Using the material that follows, say how many lines contain the string "super". Answer with a number only.

== THE DATA ==

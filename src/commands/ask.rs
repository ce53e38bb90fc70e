//! Ask command - full query resolution

use anyhow::{Context, Result};
use colored::Colorize;

use pattern_expert::config::ExpertConfig;
use pattern_expert::{QueryPipeline, ResponseEnvelope};

use super::{score_colored, truncate};

pub async fn run(config: &ExpertConfig, query: &str, json: bool) -> Result<()> {
    let pipeline = QueryPipeline::from_config(config)
        .with_context(|| format!("building pipeline for '{}'", config.domain))?;
    let envelope = pipeline.resolve(query).await?;

    if json {
        println!("{}", serde_json::to_string_pretty(&envelope)?);
    } else {
        print_envelope(&envelope);
    }
    Ok(())
}

fn print_envelope(envelope: &ResponseEnvelope) {
    if envelope.is_empty() {
        println!(
            "{} No answer found for: {}",
            "→".dimmed(),
            envelope.query.cyan()
        );
        return;
    }

    let source = envelope.specialist_id.as_deref().unwrap_or("multiple specialists");
    println!(
        "{} [{}] {} ({})",
        "→".dimmed(),
        score_colored(envelope.confidence),
        source.cyan(),
        envelope.strategy
    );
    println!();

    if !envelope.answer.is_empty() {
        println!("{}", envelope.answer);
        println!();
    }

    for response in &envelope.responses {
        println!("{}", response.specialist_id.bold());
        println!("{}", "-".repeat(50));
        if response.raw_answer.is_empty() {
            for pattern in &response.patterns {
                println!("  • {}", pattern.name);
            }
        } else {
            println!("{}", response.raw_answer);
        }
        println!();
    }

    if envelope.patterns.len() > 1 {
        println!("{}", "Patterns".bold());
        for (i, p) in envelope.patterns.iter().enumerate() {
            let score = p.combined_score.unwrap_or(p.pattern.confidence);
            println!(
                "{}. [{}] {} {}",
                (i + 1).to_string().bold(),
                score_colored(score),
                p.pattern.name.cyan(),
                p.id().unwrap_or("").dimmed()
            );
            if !p.pattern.description.is_empty() {
                println!("   {}", truncate(&p.pattern.description, 100).dimmed());
            }
        }
        println!();
    }

    if let Some(related) = envelope.metadata.get("related_patterns").and_then(|v| v.as_array()) {
        let names: Vec<&str> = related.iter().filter_map(|r| r["name"].as_str()).collect();
        println!("{} Related: {}", "→".dimmed(), names.join(", "));
    }
    if let Some(errors) = envelope.metadata.get("enrichment_errors").and_then(|v| v.as_array()) {
        for e in errors {
            eprintln!(
                "{} enricher {} failed: {}",
                "!".yellow(),
                e["enricher"].as_str().unwrap_or("?"),
                e["error"].as_str().unwrap_or("?")
            );
        }
    }
}
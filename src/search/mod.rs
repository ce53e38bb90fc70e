//! Hybrid pattern search
//!
//! Keyword relevance is always computed; semantic similarity joins in when an
//! embedding backend is available.

pub mod embedding;
pub mod engine;
pub mod keyword;
pub mod selection;
pub mod vectordb;

pub use embedding::{cosine_similarity, encode_pattern, Embedder, EmbeddingService, HtpEmbedder};
pub use engine::{HybridSearchEngine, IndexingStats, SearchHit, SearchRequest};
pub use keyword::{content_words, KeywordScore};
pub use selection::WeightedSelector;
pub use vectordb::VectorDB;
//! Index command - Build the embedding index

use anyhow::{bail, Result};
use colored::Colorize;

use pattern_expert::config::ExpertConfig;
use pattern_expert::search::VectorDB;

use super::open_search;

/// Run index command
pub async fn run(config: &ExpertConfig, status_only: bool, rebuild: bool, json: bool) -> Result<()> {
    if status_only {
        return show_status(config, json);
    }
    if !config.search.semantic {
        bail!("semantic search is disabled (search.semantic: false)");
    }

    let engine = open_search(config)?;
    if !json {
        println!("{} Building search index...", "→".dimmed());
        if rebuild {
            println!("{} Rebuilding from scratch", "→".dimmed());
        }
    }

    let stats = engine.index_all(rebuild).await?;

    if json {
        println!("{}", serde_json::to_string_pretty(&stats)?);
    } else {
        println!();
        println!("{}", "Indexing Complete".green().bold());
        println!("  {} {} patterns indexed", "✓".green(), stats.indexed);
        if stats.skipped > 0 {
            println!("  {} {} already up to date", "→".dimmed(), stats.skipped);
        }
        if stats.failed > 0 {
            println!("  {} {} failed", "✗".red(), stats.failed);
        }
        println!("  {} Took {} ms", "→".dimmed(), stats.duration_ms);
    }
    Ok(())
}

fn show_status(config: &ExpertConfig, json: bool) -> Result<()> {
    let db_path = config.paths().embeddings;

    if !db_path.exists() {
        if json {
            println!(
                "{}",
                serde_json::json!({ "exists": false, "path": db_path.display().to_string() })
            );
        } else {
            println!("{} No index at {}", "!".yellow(), db_path.display());
            println!("  Run {} to build it", "expert index".cyan());
        }
        return Ok(());
    }

    let db = VectorDB::open(&db_path)?;
    let stats = db.get_stats()?;
    let file_size = std::fs::metadata(&db_path).map(|m| m.len()).unwrap_or(0);

    if json {
        println!(
            "{}",
            serde_json::json!({
                "exists": true,
                "embedding_count": stats.embedding_count,
                "last_indexed": stats.last_indexed,
                "file_size_bytes": file_size,
            })
        );
    } else {
        println!("{}", "Index Status".bold());
        println!();
        println!(
            "  {} {} embeddings",
            "→".dimmed(),
            stats.embedding_count.to_string().cyan()
        );
        println!("  {} Size: {:.2} KB", "→".dimmed(), file_size as f64 / 1024.0);
        if let Some(ts) = stats.last_indexed {
            let dt = chrono::DateTime::from_timestamp(ts, 0)
                .map(|d| d.format("%Y-%m-%d %H:%M:%S").to_string())
                .unwrap_or_else(|| "Unknown".to_string());
            println!("  {} Last indexed: {}", "→".dimmed(), dt);
        }
    }
    Ok(())
}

===

**RESULT OF THIS TASK**: 2